Em termos das receitas provenientes destas atividades, embora seja afirmado o princípio de que elas compensam os custos do investimento feito na edição, a maior parte dos entrevistados não detalhou os acordos realizados. Registámos, porém, uma explicação detalhada do modo de funcionamento de uma das editoras consideradas:

“Ficamos com 20% da percentagem de agenciamento. Pronto, e estes 20% incluem o agenciamento, incluem o

management, incluem o road management, incluem essas coisas todas. O que nós achamos que seja bastante justo

porque, geralmente, um artista que esteja a pagar separadamente a um agente e a um manager e a um road manager, acaba por ficar sem 30 a 40% do cachet. Portanto, nós achamos que 20% até é bastante simpático. Claro que, o que nos interessa, é que os cachets sejam altos também, obviamente, mas, estamos totalmente preparados a abdicar da nossa parte se acharmos que o concerto é extremamente importante, relativamente a onde é, relativamente a quantas pessoas é que tem, se for a abrir para alguém que nós sabemos que vai ter muito publico, portanto, nós não estamos agarrados a este dinheiro, - percebes? -, e funcionamos com percentagem, não é... há agentes e há managers que têm eles próprios cachets que têm de ser cobertos independentemente do que o música receber, nós não, nós é percentual.
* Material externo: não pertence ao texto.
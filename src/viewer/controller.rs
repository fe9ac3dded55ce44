//! Viewer state: current page, zoom, active element and highlight.

use crate::detect::validate_input;
use crate::error::{Error, Result};
use crate::model::{BoundingBox, DocumentInfo, ExtractedElement};
use crate::render::{
    CommittedRender, CoordinateMapper, PageRenderScheduler, RenderBackend, RenderOutcome,
    SchedulerState,
};

use super::{resolve_box, search, ElementId, PageMatch, ViewerOptions};

/// One open document with its extraction results.
///
/// All mutation goes through `&mut self`; render completions are applied
/// with [`ViewerController::poll_renders`], [`ViewerController::next_outcome`]
/// or [`ViewerController::settle`].
pub struct ViewerController {
    scheduler: PageRenderScheduler,
    elements: Vec<ExtractedElement>,
    info: DocumentInfo,
    options: ViewerOptions,
    current_page: u32,
    zoom: f32,
    highlight: Option<BoundingBox>,
    active: Option<ElementId>,
    last_error: Option<String>,
}

impl ViewerController {
    /// Validate and load a document, then request the first page.
    ///
    /// Input errors are reported before the backend is involved. Must be
    /// called from within a Tokio runtime.
    pub async fn open(
        backend: &dyn RenderBackend,
        bytes: Vec<u8>,
        elements: Vec<ExtractedElement>,
        options: ViewerOptions,
    ) -> Result<Self> {
        let format = validate_input(&bytes)?;

        let document = backend.load_document(bytes).await.map_err(|e| match e {
            Error::DocumentLoad(_) => e,
            other => Error::DocumentLoad(other.to_string()),
        })?;

        let page_count = document.page_count();
        if page_count == 0 {
            return Err(Error::DocumentLoad("document has no pages".to_string()));
        }
        log::debug!(
            "Viewer: opened PDF {} with {} pages via {}",
            format.version,
            page_count,
            backend.name()
        );

        let zoom = options.clamp_zoom(options.initial_zoom);
        let mut scheduler = PageRenderScheduler::new(document);
        scheduler.request(1, zoom)?;

        Ok(Self {
            scheduler,
            elements,
            info: DocumentInfo::new(format.version, page_count),
            options,
            current_page: 1,
            zoom,
            highlight: None,
            active: None,
            last_error: None,
        })
    }

    /// Attach the source file name to the document info.
    pub fn with_file_name(mut self, name: impl Into<String>) -> Self {
        self.info.file_name = Some(name.into());
        self
    }

    /// Go to page `page`, clamped to the document. Returns whether a new
    /// render was requested.
    pub fn set_page(&mut self, page: u32) -> bool {
        let page = page.clamp(1, self.page_count());
        if page == self.current_page {
            return false;
        }
        self.current_page = page;
        // ids are relative to the page
        self.active = None;
        self.request_render();
        true
    }

    /// Go to the next page, if any.
    pub fn next_page(&mut self) -> bool {
        self.set_page(self.current_page.saturating_add(1))
    }

    /// Go to the previous page, if any.
    pub fn prev_page(&mut self) -> bool {
        self.set_page(self.current_page.saturating_sub(1))
    }

    /// Change the zoom, clamped to the minimum. Returns whether a new render
    /// was requested.
    pub fn set_zoom(&mut self, zoom: f32) -> bool {
        let zoom = self.options.clamp_zoom(zoom);
        if zoom == self.zoom {
            return false;
        }
        self.zoom = zoom;
        self.request_render();
        true
    }

    /// Zoom in by one step.
    pub fn zoom_in(&mut self) -> bool {
        self.set_zoom(self.zoom + self.options.zoom_step)
    }

    /// Zoom out by one step.
    pub fn zoom_out(&mut self) -> bool {
        self.set_zoom(self.zoom - self.options.zoom_step)
    }

    /// Locate an item of the current page and highlight it.
    pub fn locate(&mut self, id: ElementId) -> Option<BoundingBox> {
        let bbox = resolve_box(&self.current_page_elements(), id, &self.options.align);
        self.locate_box(id, bbox)
    }

    /// Highlight `bbox` for `id`.
    ///
    /// Without a box nothing happens. Otherwise `id` becomes active, and the
    /// box is mapped onto the surface if the current page has been rendered;
    /// before that the call is silently ignored.
    pub fn locate_box(&mut self, id: ElementId, bbox: Option<BoundingBox>) -> Option<BoundingBox> {
        let bbox = bbox?;
        self.active = Some(id);

        let committed = self
            .scheduler
            .committed()
            .filter(|c| c.target.page == self.current_page);
        let mapped = CoordinateMapper::map(committed, &bbox)?;
        self.highlight = Some(mapped);
        Some(mapped)
    }

    /// Drop the highlight and the active element.
    pub fn clear_highlight(&mut self) {
        self.highlight = None;
        self.active = None;
    }

    /// Apply every render report that is ready, without waiting.
    pub fn poll_renders(&mut self) -> Vec<RenderOutcome> {
        let mut outcomes = Vec::new();
        while let Some(outcome) = self.scheduler.try_outcome() {
            self.apply(&outcome);
            outcomes.push(outcome);
        }
        outcomes
    }

    /// Wait for the next render report and apply it.
    pub async fn next_outcome(&mut self) -> Option<RenderOutcome> {
        let outcome = self.scheduler.next_outcome().await?;
        self.apply(&outcome);
        Some(outcome)
    }

    /// Wait for every outstanding render and apply the reports.
    ///
    /// A fault of the latest render returns the page and zoom to those of
    /// the render still on screen.
    pub async fn settle(&mut self) -> Vec<RenderOutcome> {
        let outcomes = self.scheduler.settle().await;
        for outcome in &outcomes {
            self.apply(outcome);
        }
        outcomes
    }

    /// Elements extracted from the current page, in extraction order.
    pub fn current_page_elements(&self) -> Vec<&ExtractedElement> {
        let index = self.current_page - 1;
        self.elements
            .iter()
            .filter(|e| e.page_index() == index)
            .collect()
    }

    /// Whether anything was extracted for the current page.
    pub fn has_page_content(&self) -> bool {
        let index = self.current_page - 1;
        self.elements.iter().any(|e| e.page_index() == index)
    }

    /// Search the current page.
    pub fn search(&self, term: &str) -> Vec<PageMatch<'_>> {
        search(&self.current_page_elements(), term)
    }

    /// All extracted elements.
    pub fn elements(&self) -> &[ExtractedElement] {
        &self.elements
    }

    /// Current one-based page number.
    pub fn current_page(&self) -> u32 {
        self.current_page
    }

    /// Current zoom.
    pub fn zoom(&self) -> f32 {
        self.zoom
    }

    /// Number of pages.
    pub fn page_count(&self) -> u32 {
        self.info.page_count
    }

    /// Facts about the open document.
    pub fn document_info(&self) -> &DocumentInfo {
        &self.info
    }

    /// Options in use.
    pub fn options(&self) -> &ViewerOptions {
        &self.options
    }

    /// Highlight on the surface, in surface pixels.
    pub fn highlight(&self) -> Option<BoundingBox> {
        self.highlight
    }

    /// The element last located.
    pub fn active(&self) -> Option<ElementId> {
        self.active
    }

    /// Message of the last render or request fault, cleared by the next
    /// successful render.
    pub fn last_error(&self) -> Option<&str> {
        self.last_error.as_deref()
    }

    /// The render on screen.
    pub fn committed(&self) -> Option<&CommittedRender> {
        self.scheduler.committed()
    }

    /// Render pipeline state.
    pub fn render_state(&self) -> SchedulerState {
        self.scheduler.state()
    }

    fn request_render(&mut self) {
        // a highlight only makes sense against the surface it was mapped on
        self.highlight = None;
        if let Err(e) = self.scheduler.request(self.current_page, self.zoom) {
            log::error!("Viewer: cannot render page {}: {}", self.current_page, e);
            self.last_error = Some(e.to_string());
        }
    }

    fn apply(&mut self, outcome: &RenderOutcome) {
        match outcome {
            RenderOutcome::Committed { .. } => {
                self.highlight = None;
                self.last_error = None;
            }
            RenderOutcome::Failed { error, .. } => {
                self.last_error = Some(error.to_string());
                // fall back to what is on screen
                if let Some(target) = self.scheduler.committed().map(|c| c.target) {
                    if target.page != self.current_page {
                        self.active = None;
                    }
                    self.current_page = target.page;
                    self.zoom = target.zoom;
                }
            }
            RenderOutcome::Cancelled { .. } | RenderOutcome::Superseded { .. } => {}
        }
    }
}

impl std::fmt::Debug for ViewerController {
    fn fmt(&self, f: &mut std::fmt::Formatter<'_>) -> std::fmt::Result {
        f.debug_struct("ViewerController")
            .field("info", &self.info)
            .field("current_page", &self.current_page)
            .field("zoom", &self.zoom)
            .field("elements", &self.elements.len())
            .field("active", &self.active)
            .field("highlight", &self.highlight)
            .finish()
    }
}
E já houve imensos concertos em que nós não recebemos, porque achamos que não faz sentido estar a receber porque a banda já está a receber pouco. Portanto, isto também é caso a caso.” E3, Editora, Feminino, 32 anos, Mestrado, Lisboa

Os princípios da promoção de eventos são semelhantes, diferenciando-se pelo facto da editora promover os seus próprios eventos com os seus artistas, sem depender diretamente de outros organizadores. É desta forma que uma editora pode assumir um papel central na dinamização de uma cena específica local, já que passa a assumir basicamente todo o papel de seleção e consagração de artistas, promovendo-os em

bloco, ao mesmo tempo que promovem a própria identidade da editora, em eventos chave que vão ganhando o seu próprio prestígio. Isto proporciona também que a editora dinamize uma cena que não está ligada a (sub)géneros musicais específicos, associando bandas de diferentes (sub)géneros nos mesmos espetáculos e contribuindo assim para a formação de novos públicos, assim como para a aproximação de (sub)géneros que até então não estavam associados.